(Records to process)

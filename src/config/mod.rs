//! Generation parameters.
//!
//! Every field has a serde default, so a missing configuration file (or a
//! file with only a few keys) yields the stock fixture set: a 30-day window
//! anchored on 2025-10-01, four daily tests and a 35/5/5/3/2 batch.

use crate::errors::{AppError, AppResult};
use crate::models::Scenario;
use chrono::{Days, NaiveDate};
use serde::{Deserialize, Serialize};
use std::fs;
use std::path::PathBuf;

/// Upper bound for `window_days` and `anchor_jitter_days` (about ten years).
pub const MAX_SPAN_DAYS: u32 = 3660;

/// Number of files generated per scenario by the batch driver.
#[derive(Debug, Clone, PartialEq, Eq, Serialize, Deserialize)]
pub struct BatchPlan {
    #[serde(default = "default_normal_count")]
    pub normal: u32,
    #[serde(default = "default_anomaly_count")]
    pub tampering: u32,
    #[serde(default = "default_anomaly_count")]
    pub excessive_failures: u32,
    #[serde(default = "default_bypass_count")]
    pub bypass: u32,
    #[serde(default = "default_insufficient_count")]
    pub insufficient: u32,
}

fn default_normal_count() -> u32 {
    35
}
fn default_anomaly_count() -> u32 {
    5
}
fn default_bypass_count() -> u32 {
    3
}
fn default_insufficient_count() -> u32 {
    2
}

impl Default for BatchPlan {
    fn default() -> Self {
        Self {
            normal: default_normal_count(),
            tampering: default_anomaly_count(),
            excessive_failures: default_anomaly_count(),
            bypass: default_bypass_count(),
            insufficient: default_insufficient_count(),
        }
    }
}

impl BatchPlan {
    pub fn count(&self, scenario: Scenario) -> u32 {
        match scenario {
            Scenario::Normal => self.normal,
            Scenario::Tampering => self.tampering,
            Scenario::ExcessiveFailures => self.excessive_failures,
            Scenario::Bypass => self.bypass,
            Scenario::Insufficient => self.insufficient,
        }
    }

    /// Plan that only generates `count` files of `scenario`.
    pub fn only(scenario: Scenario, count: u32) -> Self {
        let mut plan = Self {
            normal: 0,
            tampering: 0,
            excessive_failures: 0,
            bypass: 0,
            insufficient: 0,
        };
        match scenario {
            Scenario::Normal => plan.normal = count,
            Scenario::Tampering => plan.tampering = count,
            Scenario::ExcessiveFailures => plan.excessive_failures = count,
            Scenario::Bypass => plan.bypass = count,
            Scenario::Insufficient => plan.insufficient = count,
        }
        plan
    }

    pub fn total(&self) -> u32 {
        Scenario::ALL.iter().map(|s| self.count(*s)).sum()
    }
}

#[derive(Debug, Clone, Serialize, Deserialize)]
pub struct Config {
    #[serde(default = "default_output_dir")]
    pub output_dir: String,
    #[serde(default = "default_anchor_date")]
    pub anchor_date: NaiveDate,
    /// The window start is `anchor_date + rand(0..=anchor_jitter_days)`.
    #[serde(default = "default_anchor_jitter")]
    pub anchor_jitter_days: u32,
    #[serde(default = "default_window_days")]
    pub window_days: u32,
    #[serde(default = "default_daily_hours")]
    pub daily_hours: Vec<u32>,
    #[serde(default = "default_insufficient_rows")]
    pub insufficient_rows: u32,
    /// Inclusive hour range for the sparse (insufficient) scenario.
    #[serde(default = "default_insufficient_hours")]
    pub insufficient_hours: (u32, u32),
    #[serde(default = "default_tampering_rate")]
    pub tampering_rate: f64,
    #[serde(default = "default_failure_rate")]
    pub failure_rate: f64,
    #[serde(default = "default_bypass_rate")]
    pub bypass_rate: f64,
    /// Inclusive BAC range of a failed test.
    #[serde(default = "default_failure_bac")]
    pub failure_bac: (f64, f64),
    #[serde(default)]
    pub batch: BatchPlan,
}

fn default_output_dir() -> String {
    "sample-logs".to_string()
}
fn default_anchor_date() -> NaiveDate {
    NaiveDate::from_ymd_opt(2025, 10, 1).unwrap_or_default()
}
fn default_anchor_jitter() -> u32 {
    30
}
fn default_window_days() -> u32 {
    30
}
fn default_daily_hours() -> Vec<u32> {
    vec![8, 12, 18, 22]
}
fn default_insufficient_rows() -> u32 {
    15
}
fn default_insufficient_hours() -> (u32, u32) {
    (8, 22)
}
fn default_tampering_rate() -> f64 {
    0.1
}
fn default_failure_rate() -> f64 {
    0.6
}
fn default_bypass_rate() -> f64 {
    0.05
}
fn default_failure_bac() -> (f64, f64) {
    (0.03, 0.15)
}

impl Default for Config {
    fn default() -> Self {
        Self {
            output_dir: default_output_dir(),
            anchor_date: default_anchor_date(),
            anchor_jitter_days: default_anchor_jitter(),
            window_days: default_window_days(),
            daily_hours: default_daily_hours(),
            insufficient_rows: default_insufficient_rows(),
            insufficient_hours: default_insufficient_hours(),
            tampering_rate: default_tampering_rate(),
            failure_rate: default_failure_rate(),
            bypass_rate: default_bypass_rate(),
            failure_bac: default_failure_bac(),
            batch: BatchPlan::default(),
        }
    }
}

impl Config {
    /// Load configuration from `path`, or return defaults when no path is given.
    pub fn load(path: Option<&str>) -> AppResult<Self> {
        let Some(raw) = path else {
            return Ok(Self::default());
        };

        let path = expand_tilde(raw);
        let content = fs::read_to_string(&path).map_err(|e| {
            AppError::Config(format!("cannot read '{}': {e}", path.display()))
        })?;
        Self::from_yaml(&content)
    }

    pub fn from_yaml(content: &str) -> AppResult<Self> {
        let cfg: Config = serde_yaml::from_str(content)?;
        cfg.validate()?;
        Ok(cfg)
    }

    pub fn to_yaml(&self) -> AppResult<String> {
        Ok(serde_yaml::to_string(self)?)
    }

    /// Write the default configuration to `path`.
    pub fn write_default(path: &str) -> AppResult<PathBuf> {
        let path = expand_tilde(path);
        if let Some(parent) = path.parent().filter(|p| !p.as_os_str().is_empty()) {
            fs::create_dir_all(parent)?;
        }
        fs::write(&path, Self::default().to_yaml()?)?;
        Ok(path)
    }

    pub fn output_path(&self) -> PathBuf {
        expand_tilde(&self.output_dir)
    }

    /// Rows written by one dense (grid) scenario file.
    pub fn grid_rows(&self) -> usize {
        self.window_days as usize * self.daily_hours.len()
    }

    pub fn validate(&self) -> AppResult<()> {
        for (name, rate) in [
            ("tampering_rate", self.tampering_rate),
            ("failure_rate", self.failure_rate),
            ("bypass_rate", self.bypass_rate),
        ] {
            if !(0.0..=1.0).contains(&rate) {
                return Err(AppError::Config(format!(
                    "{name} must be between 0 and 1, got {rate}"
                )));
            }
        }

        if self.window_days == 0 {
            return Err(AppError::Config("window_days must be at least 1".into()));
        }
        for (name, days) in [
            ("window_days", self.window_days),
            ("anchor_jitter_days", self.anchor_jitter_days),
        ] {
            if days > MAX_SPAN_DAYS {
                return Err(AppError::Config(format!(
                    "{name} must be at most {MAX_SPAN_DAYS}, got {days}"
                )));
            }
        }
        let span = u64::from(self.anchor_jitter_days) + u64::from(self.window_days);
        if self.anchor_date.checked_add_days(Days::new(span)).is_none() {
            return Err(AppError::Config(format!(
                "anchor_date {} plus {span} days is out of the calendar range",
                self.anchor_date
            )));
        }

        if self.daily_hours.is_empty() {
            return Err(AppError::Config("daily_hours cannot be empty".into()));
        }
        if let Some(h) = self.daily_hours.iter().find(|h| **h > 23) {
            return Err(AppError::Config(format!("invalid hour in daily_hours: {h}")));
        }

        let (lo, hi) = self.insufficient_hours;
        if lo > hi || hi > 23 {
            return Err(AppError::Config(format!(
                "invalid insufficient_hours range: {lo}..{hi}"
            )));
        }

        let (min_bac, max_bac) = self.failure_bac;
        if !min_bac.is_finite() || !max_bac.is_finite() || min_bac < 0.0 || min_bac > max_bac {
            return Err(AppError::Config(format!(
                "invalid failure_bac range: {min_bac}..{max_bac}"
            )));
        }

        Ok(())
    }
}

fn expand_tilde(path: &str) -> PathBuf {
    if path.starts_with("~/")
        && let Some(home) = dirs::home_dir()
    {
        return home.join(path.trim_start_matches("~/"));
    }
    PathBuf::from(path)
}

(End Records to process)

= Work required =
Among the lines above, which contain the word "invalid"? Copy every one.

= Task result =
            return Err(AppError::Config(format!("invalid hour in daily_hours: {h}")));
                "invalid insufficient_hours range: {lo}..{hi}"
                "invalid failure_bac range: {min_bac}..{max_bac}"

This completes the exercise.